- [DATASET EXCERPTS]:
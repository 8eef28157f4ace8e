//! Performance Review Model

use serde::{Deserialize, Serialize};
use surrealdb::RecordId;

use super::serde_helpers;
use super::{AccountBrief, EmployeeBrief};

/// Performance review submitted by a reviewer account for an employee
#[derive(Debug, Clone, Serialize, Deserialize)]
#[serde(rename_all = "camelCase")]
pub struct Performance {
    #[serde(default, with = "serde_helpers::option_record_id")]
    pub id: Option<RecordId>,
    #[serde(with = "serde_helpers::record_id")]
    pub employee: RecordId,
    #[serde(with = "serde_helpers::record_id")]
    pub reviewer: RecordId,
    /// 1 到 5 的整数评分
    pub rating: i64,
    pub comments: String,
    /// 评审日期 (Unix millis)，缺省为创建时间
    pub review_date: i64,
    #[serde(default)]
    pub created_at: i64,
}

/// Review with employee and reviewer display fields resolved
#[derive(Debug, Clone, Serialize, Deserialize)]
#[serde(rename_all = "camelCase")]
pub struct PerformanceWithRefs {
    #[serde(default, with = "serde_helpers::option_record_id")]
    pub id: Option<RecordId>,
    pub employee: EmployeeBrief,
    pub reviewer: AccountBrief,
    pub rating: i64,
    pub comments: String,
    pub review_date: i64,
    #[serde(default)]
    pub created_at: i64,
}

/// Create review payload
#[derive(Debug, Clone, Deserialize)]
#[serde(rename_all = "camelCase")]
pub struct PerformanceCreate {
    pub employee_id: Option<String>,
    pub rating: Option<i64>,
    pub comments: Option<String>,
}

- [WORK INSTRUCTIONS]: An exact copy of all the records is the expected answer.

- [ANSWER BELOW]:
repository 8eef28157f4ace8e
//! Performance Review Model

use serde::{Deserialize, Serialize};
use surrealdb::RecordId;

use super::serde_helpers;
use super::{AccountBrief, EmployeeBrief};

/// Performance review submitted by a reviewer account for an employee
#[derive(Debug, Clone, Serialize, Deserialize)]
#[serde(rename_all = "camelCase")]
pub struct Performance {
    #[serde(default, with = "serde_helpers::option_record_id")]
    pub id: Option<RecordId>,
    #[serde(with = "serde_helpers::record_id")]
    pub employee: RecordId,
    #[serde(with = "serde_helpers::record_id")]
    pub reviewer: RecordId,
    /// 1 到 5 的整数评分
    pub rating: i64,
    pub comments: String,
    /// 评审日期 (Unix millis)，缺省为创建时间
    pub review_date: i64,
    #[serde(default)]
    pub created_at: i64,
}

/// Review with employee and reviewer display fields resolved
#[derive(Debug, Clone, Serialize, Deserialize)]
#[serde(rename_all = "camelCase")]
pub struct PerformanceWithRefs {
    #[serde(default, with = "serde_helpers::option_record_id")]
    pub id: Option<RecordId>,
    pub employee: EmployeeBrief,
    pub reviewer: AccountBrief,
    pub rating: i64,
    pub comments: String,
    pub review_date: i64,
    #[serde(default)]
    pub created_at: i64,
}

/// Create review payload
#[derive(Debug, Clone, Deserialize)]
#[serde(rename_all = "camelCase")]
pub struct PerformanceCreate {
    pub employee_id: Option<String>,
    pub rating: Option<i64>,
    pub comments: Option<String>,
}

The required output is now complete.